LAHORE: Pakistan’s biggest agricultural machinery manufacturer on Friday suspended its operations due to a severe liquidity crunch.
Millat Tractors Ltd (MTL) informed the Pakistan Stock Exchange (PSX) and all relevant federal ministries that the entire tractor manufacturing industry is now facing a severe liquidity crunch as the industry’s over Rs8 billion sales tax refunds are stuck with the Federal Board of Revenue (FBR) for the last two years.
“The industry is now making a loss on each unit it sells due to accumulating sales tax refunds, which is increasing at the rate of Rs150,000 — more than its profits — for each tractor it sells,” says one of the industry leaders.
Dilating upon the details, he says that the industry pays 17 per cent sales tax to its vendors — from whom it purchases parts. It is allowed to pass on only 5pc sales tax to the buyers and the government is supposed to compensate the rest 12pc. This differential (which translates into Rs150,000 per piece) is accumulating and has touched Rs6bn for Millat Tractors Ltd alone. Practically speaking, it means that the factory is making losses on each unit it sells, thus leaving the manufacturer with no choice but to suspend operation and, at least, save itself from future losses, he says.
Over Rs6bn refunds pending with FBR for two years
The decision is not sudden, the industry has fought and won its cases in the appellate courts of tax authorities, the federal ombudsman, high courts and Supreme Court when the FBR tried to delay payment on the excuse of agriculture and non-agricultural sales, says Malik Aftab, a vendor and trader of second-hand tractors.

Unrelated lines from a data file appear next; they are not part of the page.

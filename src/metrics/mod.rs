//! In-process counters for the explorer.

use serde::Serialize;
use std::sync::atomic::{AtomicU64, Ordering};
use std::sync::Arc;
use std::time::Instant;

/// Metrics collector shared by every session of one server.
#[derive(Debug, Default)]
pub struct Metrics {
    /// Requests received from controllers
    pub requests_total: AtomicU64,
    /// Requests answered with a JSON-RPC error
    pub requests_failed: AtomicU64,
    /// Tool calls dispatched
    pub tool_calls: AtomicU64,
    /// Sessions currently open
    pub active_sessions: AtomicU64,
    /// Sessions opened since start
    pub sessions_total: AtomicU64,
    /// Resource-updated notifications queued
    pub notifications_sent: AtomicU64,
}

impl Metrics {
    /// Create a new metrics collector.
    pub fn new() -> Arc<Self> {
        Arc::new(Self::default())
    }

    pub fn inc_requests(&self) {
        self.requests_total.fetch_add(1, Ordering::Relaxed);
    }

    pub fn inc_failed(&self) {
        self.requests_failed.fetch_add(1, Ordering::Relaxed);
    }

    pub fn inc_tool_calls(&self) {
        self.tool_calls.fetch_add(1, Ordering::Relaxed);
    }

    pub fn add_notifications(&self, count: u64) {
        self.notifications_sent.fetch_add(count, Ordering::Relaxed);
    }

    pub fn session_opened(&self) {
        self.sessions_total.fetch_add(1, Ordering::Relaxed);
        self.active_sessions.fetch_add(1, Ordering::Relaxed);
    }

    pub fn session_closed(&self) {
        // Never wraps below zero, even if close is reported twice.
        let _ = self
            .active_sessions
            .fetch_update(Ordering::Relaxed, Ordering::Relaxed, |n| {
                n.checked_sub(1)
            });
    }

    /// Get all metrics as a snapshot.
    pub fn snapshot(&self) -> MetricsSnapshot {
        MetricsSnapshot {
            requests_total: self.requests_total.load(Ordering::Relaxed),
            requests_failed: self.requests_failed.load(Ordering::Relaxed),
            tool_calls: self.tool_calls.load(Ordering::Relaxed),
            active_sessions: self.active_sessions.load(Ordering::Relaxed),
            sessions_total: self.sessions_total.load(Ordering::Relaxed),
            notifications_sent: self.notifications_sent.load(Ordering::Relaxed),
        }
    }
}

/// Metrics snapshot.
#[derive(Debug, Clone, PartialEq, Eq, Serialize)]
pub struct MetricsSnapshot {
    pub requests_total: u64,
    pub requests_failed: u64,
    pub tool_calls: u64,
    pub active_sessions: u64,
    pub sessions_total: u64,
    pub notifications_sent: u64,
}

/// Timer for measuring durations.
pub struct Timer {
    start: Instant,
}

impl Timer {
    /// Start a new timer.
    pub fn start() -> Self {
        Self {
            start: Instant::now(),
        }
    }

    /// Get elapsed time in milliseconds.
    pub fn elapsed_ms(&self) -> u64 {
        self.start.elapsed().as_millis() as u64
    }
}
//! MCP Progress Notifications
//!
//! Support for emitting progress updates during long-running operations.
//! Notifications travel on the session's outbound channel, so they keep send
//! order with every other frame written to that session.

use serde::{Deserialize, Serialize};
use serde_json::Value;
use tokio::sync::mpsc;
use tracing::trace;

use crate::error::{Error, Result};
use crate::mcp::codec::Message;
use crate::mcp::protocol::{methods, JsonRpcNotification};

/// Progress token for tracking operations.
#[derive(Debug, Clone, Serialize, Deserialize, PartialEq, Eq, Hash)]
#[serde(untagged)]
pub enum ProgressToken {
    String(String),
    Number(i64),
}

/// Progress notification params.
#[derive(Debug, Clone, PartialEq, Serialize, Deserialize)]
#[serde(rename_all = "camelCase")]
pub struct ProgressParams {
    pub progress_token: ProgressToken,
    pub progress: f64,
    #[serde(default, skip_serializing_if = "Option::is_none")]
    pub total: Option<f64>,
    #[serde(default, skip_serializing_if = "Option::is_none")]
    pub message: Option<String>,
}

impl ProgressParams {
    /// Check `0 <= progress <= total`.
    pub fn validate(&self) -> Result<()> {
        if !self.progress.is_finite() || self.progress < 0.0 {
            return Err(Error::InvalidArguments(format!(
                "progress must be a non-negative number, got {}",
                self.progress
            )));
        }
        if let Some(total) = self.total {
            if !total.is_finite() || self.progress > total {
                return Err(Error::InvalidArguments(format!(
                    "progress {} exceeds total {}",
                    self.progress, total
                )));
            }
        }
        Ok(())
    }

    /// Parse and validate the params of an incoming progress notification.
    pub fn from_notification(params: Option<Value>) -> Result<Self> {
        let params: Self = serde_json::from_value(params.unwrap_or(Value::Null))
            .map_err(|e| Error::InvalidArguments(format!("invalid progress params: {}", e)))?;
        params.validate()?;
        Ok(params)
    }

    /// Wrap these params in a `notifications/progress` message.
    pub fn into_message(self) -> Result<Message> {
        Ok(Message::Notification(JsonRpcNotification::new(
            methods::NOTIFY_PROGRESS,
            Some(serde_json::to_value(self)?),
        )))
    }
}

/// Progress reporter for emitting updates.
#[derive(Clone)]
pub struct ProgressReporter {
    token: ProgressToken,
    sender: mpsc::Sender<Message>,
    total: Option<f64>,
}

impl ProgressReporter {
    /// Bind a reporter to a token and the session's outbound channel.
    pub fn new(token: ProgressToken, sender: mpsc::Sender<Message>, total: Option<f64>) -> Self {
        Self {
            token,
            sender,
            total,
        }
    }

    /// The token this reporter tags its notifications with.
    pub fn token(&self) -> &ProgressToken {
        &self.token
    }

    /// Same token and channel, different total.
    pub fn with_total(&self, total: Option<f64>) -> Self {
        Self {
            token: self.token.clone(),
            sender: self.sender.clone(),
            total,
        }
    }

    /// Send a progress notification for this reporter.
    ///
    /// Values are clamped into `0..=total`. Send failures are ignored; the
    /// session may already be gone.
    pub async fn report(&self, progress: f64, message: Option<&str>) {
        let mut progress = progress.max(0.0);
        if let Some(total) = self.total {
            progress = progress.min(total);
        }

        let params = ProgressParams {
            progress_token: self.token.clone(),
            progress,
            total: self.total,
            message: message.map(String::from),
        };
        match params.into_message() {
            Ok(msg) => {
                trace!("Progress {:?}: {}", self.token, progress);
                let _ = self.sender.send(msg).await;
            }
            Err(e) => trace!("Dropping progress update: {}", e),
        }
    }

    /// Report completion. Without a total nothing is sent.
    pub async fn complete(&self, message: Option<&str>) {
        if let Some(total) = self.total {
            self.report(total, message).await;
        }
    }
}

With MTL opting out, the market would suffer a loss of 3,000 machines per month — last year it sold 35,000 tractors and was aiming 44,000 this year. This would quickly increase the prices of tractors as the psychological loss to the market is always more than the mathematical one. The issue must be resolved quickly because it can spread to other manufacturers and sent shock waves to the market, he warns.